─── EXERCISE DATA ───

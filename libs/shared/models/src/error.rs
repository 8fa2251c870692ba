use axum::{
    http::StatusCode,
    response::{IntoResponse, Response},
    Json,
};
use serde_json::json;
use thiserror::Error;

#[derive(Error, Debug)]
pub enum AppError {
    #[error("Bad Request: {0}")]
    BadRequest(String),

    #[error("External service error: {0}")]
    ExternalService(String),
}

impl AppError {
    pub fn status(&self) -> StatusCode {
        match self {
            AppError::BadRequest(_) => StatusCode::BAD_REQUEST,
            AppError::ExternalService(_) => StatusCode::BAD_GATEWAY,
        }
    }
}

impl IntoResponse for AppError {
    fn into_response(self) -> Response {
        let status = self.status();
        let message = match self {
            AppError::BadRequest(msg) | AppError::ExternalService(msg) => msg,
        };

        tracing::error!("Error: {}: {}", status, message);

        let body = Json(json!({
            "error": message
        }));

        (status, body).into_response()
    }
}

#[cfg(test)]
mod tests {
    use super::*;

    #[test]
    fn test_status_mapping() {
        assert_eq!(AppError::BadRequest("x".into()).status(), StatusCode::BAD_REQUEST);
        assert_eq!(AppError::ExternalService("x".into()).status(), StatusCode::BAD_GATEWAY);
    }

    #[test]
    fn test_into_response_keeps_status() {
        let response = AppError::ExternalService("Gemini unavailable".into()).into_response();
        assert_eq!(response.status(), StatusCode::BAD_GATEWAY);
    }
}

───

> EXERCISE DETAILS: Each line of the listing should be reproduced without any alteration.

> RESULT:
filename libs/shared/models/src/error.rs
repository 8fa2251c870692ba
use axum::{
    http::StatusCode,
    response::{IntoResponse, Response},
    Json,
};
use serde_json::json;
use thiserror::Error;

#[derive(Error, Debug)]
pub enum AppError {
    #[error("Bad Request: {0}")]
    BadRequest(String),

    #[error("External service error: {0}")]
    ExternalService(String),
}

impl AppError {
    pub fn status(&self) -> StatusCode {
        match self {
            AppError::BadRequest(_) => StatusCode::BAD_REQUEST,
            AppError::ExternalService(_) => StatusCode::BAD_GATEWAY,
        }
    }
}

impl IntoResponse for AppError {
    fn into_response(self) -> Response {
        let status = self.status();
        let message = match self {
            AppError::BadRequest(msg) | AppError::ExternalService(msg) => msg,
        };

        tracing::error!("Error: {}: {}", status, message);

        let body = Json(json!({
            "error": message
        }));

        (status, body).into_response()
    }
}

#[cfg(test)]
mod tests {
    use super::*;

    #[test]
    fn test_status_mapping() {
        assert_eq!(AppError::BadRequest("x".into()).status(), StatusCode::BAD_REQUEST);
        assert_eq!(AppError::ExternalService("x".into()).status(), StatusCode::BAD_GATEWAY);
    }

    #[test]
    fn test_into_response_keeps_status() {
        let response = AppError::ExternalService("Gemini unavailable".into()).into_response();
        assert_eq!(response.status(), StatusCode::BAD_GATEWAY);
    }
}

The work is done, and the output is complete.